Throughout the month of February we made numerous investments where we saw value. All of these equity (or share) purchases - whether they were made in NZ, Australia or further afield - have increased in value from their purchase price (in local terms at the time of writing) as confidence has flooded back into share markets. As we anticipated in last month’s newsletter fortune has favoured the “cool headed.”
Following is a recap of market movements in February.
The S&P 500 index was down -0.4% for the month. Investors fretted over the outlook for the US economy and the impact of Fed policy on the banking sector. This was set against a wider backdrop of weak global growth with China at the epicentre.
On a positive note US economic growth in the fourth quarter of 2015 was revised upward to 1% from 0.7% last month. This alleviated some fears that the U.S. economy is stalling.

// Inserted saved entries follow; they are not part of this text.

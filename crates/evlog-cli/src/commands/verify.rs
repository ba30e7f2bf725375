//! Verify command implementation

use anyhow::{bail, Result};
use std::path::PathBuf;

pub fn execute(file: PathBuf) -> Result<()> {
    let reader = super::open_log(&file)?;

    let mut records = 0u64;
    let mut seen_prolog = false;
    for record in reader.records() {
        let record = match record {
            Ok(record) => record,
            Err(e) => bail!("{} is malformed after {} record(s): {}", file.display(), records, e),
        };
        if record.is_prolog() {
            seen_prolog = true;
        } else if !seen_prolog {
            bail!(
                "{}: record at offset {} precedes the first Prolog",
                file.display(),
                record.offset
            );
        }
        records += 1;
    }

    println!("✓ {} is valid: {} record(s)", file.display(), records);
    Ok(())
}
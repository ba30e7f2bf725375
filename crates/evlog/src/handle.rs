//! Per-producer-thread state
//!
//! Each thread that records events through a writer gets one [`ThreadHandle`],
//! created on first use and registered with the writer. The handle lives in a
//! thread-local list keyed by writer id; dropping that list entry (at thread
//! exit, or through `EventLogWriter::release_current_thread`) deregisters the
//! handle and persists whatever it still buffers.

use crate::buffer::{SlotId, NO_SLOT};
use crate::writer::WriterInner;
use evlog_core::error::Result;
use parking_lot::Mutex;
use std::cell::RefCell;
use std::sync::atomic::{AtomicBool, AtomicU32, AtomicU64, Ordering};
use std::sync::{Arc, Weak};

static NEXT_THREAD_ID: AtomicU64 = AtomicU64::new(1);

thread_local! {
    static THREAD_ID: u64 = NEXT_THREAD_ID.fetch_add(1, Ordering::Relaxed);
    static LOCAL_HANDLES: RefCell<Vec<LocalHandle>> = const { RefCell::new(Vec::new()) };
}

/// Stable id of the calling thread, as written into Prologs
///
/// Ids are assigned from a process-wide counter starting at 1.
pub fn current_thread_id() -> u64 {
    THREAD_ID.try_with(|id| *id).unwrap_or(0)
}

/// How a handle is being torn down
#[derive(Debug, Clone, Copy, PartialEq, Eq)]
pub(crate) enum Teardown {
    /// Thread-local destructor at thread exit
    ThreadExit,
    /// `release_current_thread` on a live thread
    Explicit,
}

pub(crate) struct ThreadHandle {
    thread_id: u64,
    /// Slot the thread appends into, or `NO_SLOT` while the thread is mid-write
    active: AtomicU32,
    /// Slot claimed by an open `EventScope`; only the owning thread touches it
    pending: AtomicU32,
    /// Second buffer held while capturing
    deferred: AtomicU32,
    detached: AtomicBool,
    retired: AtomicBool,
    /// Serializes persisting this thread's buffers, and deferred-buffer
    /// transitions while capturing
    pub(crate) persist_guard: Mutex<()>,
    owner: Weak<WriterInner>,
}

impl ThreadHandle {
    pub(crate) fn new(
        thread_id: u64,
        active: SlotId,
        deferred: Option<SlotId>,
        owner: Weak<WriterInner>,
    ) -> Self {
        Self {
            thread_id,
            active: AtomicU32::new(active.raw()),
            pending: AtomicU32::new(NO_SLOT),
            deferred: AtomicU32::new(SlotId::raw_or_none(deferred)),
            detached: AtomicBool::new(false),
            retired: AtomicBool::new(false),
            persist_guard: Mutex::new(()),
            owner,
        }
    }

    pub(crate) fn thread_id(&self) -> u64 {
        self.thread_id
    }

    pub(crate) fn active(&self) -> Option<SlotId> {
        SlotId::from_raw(self.active.load(Ordering::Acquire))
    }

    /// Take the active buffer away from everyone else.
    ///
    /// Swaps the published slot for `NO_SLOT`, retrying with the freshly
    /// observed value until the swap lands. Coordinators only ever replace a
    /// published slot with another one, so the loop resolves in a handful of
    /// iterations. Returns `None` once the handle has been detached.
    pub(crate) fn claim_active(&self) -> Option<SlotId> {
        let mut observed = self.active.load(Ordering::Acquire);
        loop {
            if observed == NO_SLOT {
                if self.is_detached() {
                    return None;
                }
                std::hint::spin_loop();
                observed = self.active.load(Ordering::Acquire);
                continue;
            }
            match self.active.compare_exchange_weak(
                observed,
                NO_SLOT,
                Ordering::AcqRel,
                Ordering::Acquire,
            ) {
                Ok(_) => return SlotId::from_raw(observed),
                Err(actual) => observed = actual,
            }
        }
    }

    /// Single claim attempt for a thread that does not own the handle
    pub(crate) fn try_claim_active(&self) -> Option<SlotId> {
        let observed = SlotId::from_raw(self.active.load(Ordering::Acquire))?;
        self.active
            .compare_exchange(observed.raw(), NO_SLOT, Ordering::AcqRel, Ordering::Acquire)
            .ok()
            .map(|_| observed)
    }

    /// Hand a claimed buffer back, making it visible to coordinators again
    pub(crate) fn publish_active(&self, slot: SlotId) {
        while self
            .active
            .compare_exchange_weak(NO_SLOT, slot.raw(), Ordering::AcqRel, Ordering::Acquire)
            .is_err()
        {
            std::hint::spin_loop();
        }
    }

    /// Coordinator-side claim: replace `observed` with `replacement`.
    ///
    /// Fails when the owner claimed the buffer in the meantime.
    pub(crate) fn swap_active(&self, observed: SlotId, replacement: SlotId) -> bool {
        self.active
            .compare_exchange(
                observed.raw(),
                replacement.raw(),
                Ordering::AcqRel,
                Ordering::Acquire,
            )
            .is_ok()
    }

    /// Detach the active buffer for teardown; `None` if the owner holds it
    pub(crate) fn take_active(&self) -> Option<SlotId> {
        SlotId::from_raw(self.active.swap(NO_SLOT, Ordering::AcqRel))
    }

    pub(crate) fn pending(&self) -> Option<SlotId> {
        SlotId::from_raw(self.pending.load(Ordering::Relaxed))
    }

    pub(crate) fn set_pending(&self, slot: Option<SlotId>) {
        self.pending
            .store(SlotId::raw_or_none(slot), Ordering::Relaxed);
    }

    pub(crate) fn deferred(&self) -> Option<SlotId> {
        SlotId::from_raw(self.deferred.load(Ordering::Acquire))
    }

    pub(crate) fn set_deferred(&self, slot: Option<SlotId>) {
        self.deferred
            .store(SlotId::raw_or_none(slot), Ordering::Release);
    }

    pub(crate) fn take_deferred(&self) -> Option<SlotId> {
        SlotId::from_raw(self.deferred.swap(NO_SLOT, Ordering::AcqRel))
    }

    pub(crate) fn is_live(&self) -> bool {
        self.owner.strong_count() > 0
    }

    pub(crate) fn is_detached(&self) -> bool {
        self.detached.load(Ordering::Acquire)
    }

    /// Mark the handle dead; returns false if it already was
    pub(crate) fn detach(&self) -> bool {
        !self.detached.swap(true, Ordering::AcqRel)
    }

    pub(crate) fn is_retired(&self) -> bool {
        self.retired.load(Ordering::Acquire)
    }

    pub(crate) fn set_retired(&self) {
        self.retired.store(true, Ordering::Release);
    }
}

struct LocalHandle {
    writer_id: u64,
    handle: Arc<ThreadHandle>,
    teardown: Teardown,
}

impl Drop for LocalHandle {
    fn drop(&mut self) {
        if let Some(owner) = self.handle.owner.upgrade() {
            // Write failures are logged and counted by the writer.
            let _ = owner.deregister(&self.handle, self.teardown);
        }
    }
}

/// Resolve the calling thread's handle for `writer`.
///
/// With `register` set, a missing or detached handle is replaced by a freshly
/// registered one. Returns `None` when registration is refused or the thread is
/// already tearing down its thread-locals.
pub(crate) fn local_handle(writer: &Arc<WriterInner>, register: bool) -> Option<Arc<ThreadHandle>> {
    LOCAL_HANDLES
        .try_with(|cell| {
            let (existing, stale) = {
                let mut handles = cell.borrow_mut();
                // Entries of dropped writers have nothing left to deregister from.
                handles.retain(|h| h.handle.is_live());
                match handles.iter().position(|h| h.writer_id == writer.id()) {
                    Some(pos) if !handles[pos].handle.is_detached() => {
                        (Some(handles[pos].handle.clone()), None)
                    }
                    Some(pos) => (None, Some(handles.swap_remove(pos))),
                    None => (None, None),
                }
            };
            // Dropped outside the borrow: its destructor calls back into the writer.
            drop(stale);

            if existing.is_some() || !register {
                return existing;
            }

            let handle = writer.register(current_thread_id())?;
            cell.borrow_mut().push(LocalHandle {
                writer_id: writer.id(),
                handle: handle.clone(),
                teardown: Teardown::ThreadExit,
            });
            Some(handle)
        })
        .ok()
        .flatten()
}

/// Remove the calling thread's entry for `writer_id`, deregistering it
///
/// Returns `Ok(false)` when the thread has no entry for that writer.
pub(crate) fn release_local_handle(writer_id: u64) -> Result<bool> {
    let removed = LOCAL_HANDLES
        .try_with(|cell| {
            let mut handles = cell.borrow_mut();
            handles
                .iter()
                .position(|h| h.writer_id == writer_id)
                .map(|pos| handles.swap_remove(pos))
        })
        .ok()
        .flatten();
    let Some(local) = removed else {
        return Ok(false);
    };

    let result = match local.handle.owner.upgrade() {
        Some(owner) => owner.deregister(&local.handle, Teardown::Explicit),
        None => Ok(()),
    };
    // Already detached, so dropping the entry deregisters nothing.
    drop(local);
    result.map(|()| true)
}

#[cfg(test)]
mod tests {
    use super::*;

    fn handle(active: u32) -> ThreadHandle {
        ThreadHandle::new(
            9,
            SlotId::from_raw(active).unwrap(),
            None,
            Weak::new(),
        )
    }

    #[test]
    fn test_thread_ids_are_stable_and_distinct() {
        let here = current_thread_id();
        assert_eq!(here, current_thread_id());
        assert_ne!(here, 0);

        let there = std::thread::spawn(current_thread_id).join().unwrap();
        assert_ne!(here, there);
    }

    #[test]
    fn test_claim_and_publish() {
        let handle = handle(4);
        let slot = handle.claim_active().unwrap();
        assert_eq!(slot.raw(), 4);
        assert_eq!(handle.active(), None);

        handle.publish_active(slot);
        assert_eq!(handle.active(), Some(slot));
    }

    #[test]
    fn test_swap_fails_while_claimed() {
        let handle = handle(4);
        let observed = handle.active().unwrap();
        let replacement = SlotId::from_raw(5).unwrap();

        let claimed = handle.claim_active().unwrap();
        assert!(!handle.swap_active(observed, replacement));
        assert_eq!(handle.try_claim_active(), None);
        handle.publish_active(claimed);

        assert!(handle.swap_active(observed, replacement));
        assert_eq!(handle.active(), Some(replacement));
    }

    #[test]
    fn test_pending_and_deferred() {
        let handle = handle(1);
        assert_eq!(handle.pending(), None);
        handle.set_pending(SlotId::from_raw(1));
        assert_eq!(handle.pending().map(SlotId::raw), Some(1));
        handle.set_pending(None);

        handle.set_deferred(SlotId::from_raw(2));
        assert_eq!(handle.take_deferred().map(SlotId::raw), Some(2));
        assert_eq!(handle.deferred(), None);
    }

    #[test]
    fn test_detach_once() {
        let handle = handle(1);
        assert!(handle.detach());
        assert!(!handle.detach());
        assert!(handle.is_detached());
    }

    #[test]
    fn test_claim_gives_up_on_detached_handle() {
        let handle = handle(1);
        assert!(handle.take_active().is_some());
        handle.detach();
        assert_eq!(handle.claim_active(), None);
    }
}
//! evlog core: types and traits for the evlog binary event logger
//!
//! This crate defines the pieces shared by the writer, the sinks and the
//! tooling:
//! - Record codec: header layout, alignment, Prolog and log header
//! - Configuration: writer tuning loaded from code or JSON
//! - Sink traits: append-only byte sinks and their factories
//! - Errors and optional metrics instrumentation

pub mod config;
pub mod error;
pub mod observe;
pub mod record;
pub mod sink;

pub use config::WriterConfig;
pub use error::{EvlogError, Result};
pub use record::{
    align_up, decode_record, encode_record, record_size, write_prolog, EventHeader,
    EventNameHash, LogHeader, RecordView, EVENT_BOUNDARY, HEADER_SIZE, LOG_HEADER_SIZE,
    MAX_PAYLOAD_SIZE, PROLOG_EVENT_HASH, PROLOG_SIZE,
};
pub use sink::{EventSink, OpenMode, SinkFactory, SinkInfo};
//! Performance Capture Example
//!
//! Switches a running log into performance capture, records events whose
//! payload is only known after later work, hands one of them to another
//! thread, then returns to the previous log.
//!
//! Run with: cargo run --example performance_capture

use evlog::prelude::*;
use std::thread;
use std::time::Instant;

const FRAME: EventNameHash = EventNameHash(0xF00D);
const UPLOAD: EventNameHash = EventNameHash(0xBEEF);

fn main() -> Result<()> {
    tracing_subscriber::fmt()
        .with_env_filter("evlog=info")
        .init();

    let temp_dir = tempfile::tempdir()?;
    let normal = temp_dir.path().join("session.azel");
    let capture = temp_dir.path().join("capture.azel");

    let writer = EventLogWriter::new(WriterConfig::default())?;
    writer.start(&normal)?;
    writer.record_string_event(EventNameHash::from_name("session"), "started", 0);

    writer.start_performance_capture(&capture)?;
    println!("Capturing to {}", capture.display());

    // Frame durations are written once the frame is over
    for frame in 0..100u32 {
        let started = Instant::now();
        let Some(event) = writer.begin_performance_event(FRAME, 12, 0) else {
            continue;
        };
        event.write_payload(0, &frame.to_le_bytes())?;
        let nanos = started.elapsed().as_nanos() as u64;
        event.write_payload(4, &nanos.to_le_bytes())?;
    }

    // An event finished by a worker thread
    if let Some(upload) = writer.begin_performance_event(UPLOAD, 8, 0) {
        thread::spawn(move || {
            let _ = upload.write_payload(0, &4096u64.to_le_bytes());
        })
        .join()
        .expect("worker panicked");
    }

    writer.stop_performance_capture();
    println!(
        "Capture stopped, performance mode enabled: {}",
        writer.is_performance_mode_enabled()
    );

    writer.record_string_event(EventNameHash::from_name("session"), "resumed", 0);
    writer.stop()?;

    let summary = EventLogReader::read_log(&capture)?.summary()?;
    println!(
        "Capture holds {} events in {} chunks",
        summary.data_records, summary.prologs
    );
    let session = EventLogReader::read_log(&normal)?;
    for record in session.data_records() {
        println!("session: {}", record?.as_str()?);
    }

    Ok(())
}
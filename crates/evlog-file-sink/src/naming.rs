use chrono::Local;
use std::path::{Path, PathBuf};

/// Build the path of a generated log file.
///
/// Produces `<dir>/<hint>.<extension>`, or `<dir>/<hint>_YYYYmmdd_HHMM.<extension>`
/// when `include_timestamp` is set. The timestamp uses local time.
pub fn log_file_path(
    output_dir: impl AsRef<Path>,
    file_name_hint: &str,
    include_timestamp: bool,
    extension: &str,
) -> PathBuf {
    let file_name = if include_timestamp {
        format!("{}_{}", file_name_hint, Local::now().format("%Y%m%d_%H%M"))
    } else {
        file_name_hint.to_string()
    };

    let mut path = output_dir.as_ref().join(file_name);
    path.set_extension(extension);
    path
}
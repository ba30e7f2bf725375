//! evlog: a concurrent, low-overhead binary event logger
//!
//! evlog provides:
//! - **Per-thread buffers**: producers append records without locks, using a
//!   two-phase claim/publish protocol on their own buffer
//! - **Flush coordination**: one coordinator swaps buffers out from under
//!   running producers and persists them to an append-only log
//! - **Performance capture**: a mode that defers persistence with per-buffer
//!   reference counts so events can stay open across buffer overflows
//! - **Reader**: a sequential cursor that attributes records to threads
//!
//! # Quick Start
//!
//! ```no_run
//! use evlog::prelude::*;
//!
//! # fn main() -> Result<()> {
//! let writer = EventLogWriter::new(WriterConfig::default())?;
//! writer.start("./logs/run.azel")?;
//!
//! if let Some(mut scope) = writer.record_event_begin(EventNameHash(0x1111), 4, 0) {
//!     scope.payload_mut().copy_from_slice(b"ABCD");
//! }
//! writer.stop()?;
//!
//! for record in EventLogReader::read_log("./logs/run.azel")?.data_records() {
//!     let record = record?;
//!     println!("{} {:?}", record.name, record.payload);
//! }
//! # Ok(())
//! # }
//! ```

mod buffer;
pub mod capture;
mod handle;
pub mod prelude;
pub mod reader;
pub mod scope;
pub mod stats;
pub mod writer;

// Re-export core types
pub use evlog_core::{
    config::WriterConfig,
    error::{EvlogError, Result},
    record::{
        EventHeader, EventNameHash, LogHeader, EVENT_BOUNDARY, HEADER_SIZE, MAX_PAYLOAD_SIZE,
        PROLOG_EVENT_HASH, PROLOG_SIZE,
    },
    sink::{EventSink, OpenMode, SinkFactory, SinkInfo},
};

// Re-export the file sink
pub use evlog_file_sink::{log_file_path, FileSink, FileSinkFactory};

// Re-export main types from this crate
pub use buffer::ThreadLocalBuffer;
pub use capture::{CaptureState, PerformanceEvent};
pub use handle::current_thread_id;
pub use reader::{EventLogReader, LogRecord, LogSummary, LogValue, Records, ThreadSummary};
pub use scope::EventScope;
pub use stats::WriterStats;
pub use writer::EventLogWriter;
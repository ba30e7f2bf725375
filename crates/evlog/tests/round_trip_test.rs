//! Write events on one thread and read them back

use evlog::prelude::*;
use evlog::{current_thread_id, PROLOG_SIZE};
use tempfile::TempDir;

fn start_writer(buffer_size: usize) -> (TempDir, std::path::PathBuf, EventLogWriter) {
    let temp_dir = TempDir::new().unwrap();
    let path = temp_dir.path().join("run.azel");
    let writer = EventLogWriter::new(WriterConfig::default().with_buffer_size(buffer_size)).unwrap();
    writer.start(&path).unwrap();
    (temp_dir, path, writer)
}

#[test]
fn test_two_events_round_trip() {
    let (_temp, path, writer) = start_writer(1024);

    {
        let mut scope = writer
            .record_event_begin(EventNameHash(0x1111), 4, 0)
            .unwrap();
        assert_eq!(scope.payload(), &[0u8; 4]);
        scope.payload_mut().copy_from_slice(b"ABCD");
    }
    writer
        .record_event_begin(EventNameHash(0x2222), 0, 0)
        .unwrap()
        .finish();
    writer.stop().unwrap();

    // Header (8) + Prolog (16) + ABCD record (16) + empty record (8)
    let bytes = std::fs::read(&path).unwrap();
    assert_eq!(bytes.len(), 8 + 16 + 16 + 8);

    let mut reader = EventLogReader::read_log(&path).unwrap();
    assert!(reader.has_record());
    assert!(reader.is_prolog());
    assert_eq!(reader.thread_id(), current_thread_id());

    assert!(reader.advance());
    assert_eq!(reader.event_name(), EventNameHash(0x1111));
    assert_eq!(reader.event_size(), 4);
    assert_eq!(reader.payload(), b"ABCD");
    assert_eq!(reader.thread_id(), current_thread_id());

    assert!(reader.advance());
    assert_eq!(reader.event_name(), EventNameHash(0x2222));
    assert_eq!(reader.event_size(), 0);
    assert!(reader.payload().is_empty());

    assert!(!reader.advance());
    assert!(reader.error().is_none());
}

#[test]
fn test_events_keep_their_order() {
    // Small buffers force many overflow writes along the way
    let (_temp, path, writer) = start_writer(256);

    for i in 0..1000u32 {
        let len = (i % 37) as usize;
        let payload: Vec<u8> = (0..len).map(|b| (b as u32 + i) as u8).collect();
        assert!(writer.record_event(EventNameHash(i), &payload, (i % 3) as u16));
    }
    writer.stop().unwrap();

    let reader = EventLogReader::read_log(&path).unwrap();
    let records: Vec<_> = reader.data_records().map(|r| r.unwrap()).collect();
    assert_eq!(records.len(), 1000);
    for (i, record) in records.iter().enumerate() {
        let i = i as u32;
        let len = (i % 37) as usize;
        assert_eq!(record.name, EventNameHash(i));
        assert_eq!(record.flags, (i % 3) as u16);
        assert_eq!(record.size as usize, len);
        let expected: Vec<u8> = (0..len).map(|b| (b as u32 + i) as u8).collect();
        assert_eq!(record.payload, expected.as_slice());
        assert_eq!(record.thread_id, current_thread_id());
    }

    let stats = writer.stats();
    assert_eq!(stats.events_recorded, 1000);
    assert!(stats.overflow_writes > 0);
    assert_eq!(stats.events_dropped, 0);
}

#[test]
fn test_string_events() {
    let (_temp, path, writer) = start_writer(1024);

    let name = EventNameHash::from_name("note");
    assert!(writer.record_string_event(name, "frame done", 0));
    assert!(writer.record_string_event(name, "", 0));
    assert!(writer.record_string_event(name, "héllo", 0));
    writer.stop().unwrap();

    let reader = EventLogReader::read_log(&path).unwrap();
    let texts: Vec<String> = reader
        .data_records()
        .map(|r| r.unwrap().as_str().unwrap().to_string())
        .collect();
    assert_eq!(texts, vec!["frame done", "", "héllo"]);
}

#[test]
fn test_scope_write_truncates() {
    let (_temp, path, writer) = start_writer(1024);

    {
        let mut scope = writer.record_event_begin(EventNameHash(5), 3, 0).unwrap();
        assert_eq!(scope.len(), 3);
        assert_eq!(scope.write(b"wxyz"), 3);
    }
    writer.stop().unwrap();

    let reader = EventLogReader::read_log(&path).unwrap();
    let record = reader.data_records().next().unwrap().unwrap();
    assert_eq!(record.payload, b"wxy");
}

#[test]
fn test_restart_truncates() {
    let (_temp, path, writer) = start_writer(1024);
    writer.record_string_event(EventNameHash(1), "first run", 0);
    writer.stop().unwrap();

    writer.start(&path).unwrap();
    writer.record_string_event(EventNameHash(2), "second run", 0);
    writer.stop().unwrap();

    let reader = EventLogReader::read_log(&path).unwrap();
    let records: Vec<_> = reader.data_records().map(|r| r.unwrap()).collect();
    assert_eq!(records.len(), 1);
    assert_eq!(records[0].as_str().unwrap(), "second run");
}

#[test]
fn test_flush_makes_events_visible() {
    let (_temp, path, writer) = start_writer(1024);
    writer.record_string_event(EventNameHash(1), "visible", 0);
    writer.flush().unwrap();

    // Still running; the flushed chunk is already on disk
    let reader = EventLogReader::read_log(&path).unwrap();
    assert_eq!(reader.data_records().count(), 1);
    assert_eq!(writer.thread_buffer_used_bytes(), Some(PROLOG_SIZE));

    writer.record_string_event(EventNameHash(1), "later", 0);
    writer.stop().unwrap();
    let reader = EventLogReader::read_log(&path).unwrap();
    assert_eq!(reader.data_records().count(), 2);
}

European share markets were lower with the EuroStoxx50 down 3.3% over the month. Data showed that the euro-area economy has maintained its recovery momentum with GDP expanding by 0.3% in the fourth quarter of 2015. This was primarily driven by Germany, its largest economy, which grew at the same pace. Also the eurozone unemployment rate fell to 10.3% in January, the lowest it has been since August 2011.
Even as the euro-area economy showed some resilience, the ECB signalled that it might be prompted to unleash new measures to counter disinflationary pressures from abroad.
A 0.2% gain by the FTSE100 concealed a high level of volatility throughout February, as the turbulent start to 2016 continued. The Bank of England voted 9-0 in favour of no interest rate rise for the first time since July 2015 and cut its forecast for UK economic growth in 2016 from 2.5% to 2.2%. Sentiment then rebounded on the back of more upbeat corporate news flow, a rebound in the oil price, and hopes of further monetary easing in China. Confirmation of the Brexit (Britain to exit or stay in the European Union) referendum date had little impact on an already volatile share market, but did cause further weakness in the British pound which slid to a seven year low versus the US dollar.
Emerging equity markets stabilised in February after overcoming a weak start. Latin America was the best performing region with share market gains being driven by a rebound in commodity prices.
Over the ditch and the ASX200 fell 2.5% in February with worries about the Australian housing market potentially being over-priced dragging bank shares lower.
Back home and the NZ50G rose 1.0% over the month. Interest rates in NZ fell significantly in February making the dividend yield of the NZ share market more attractive in relative terms.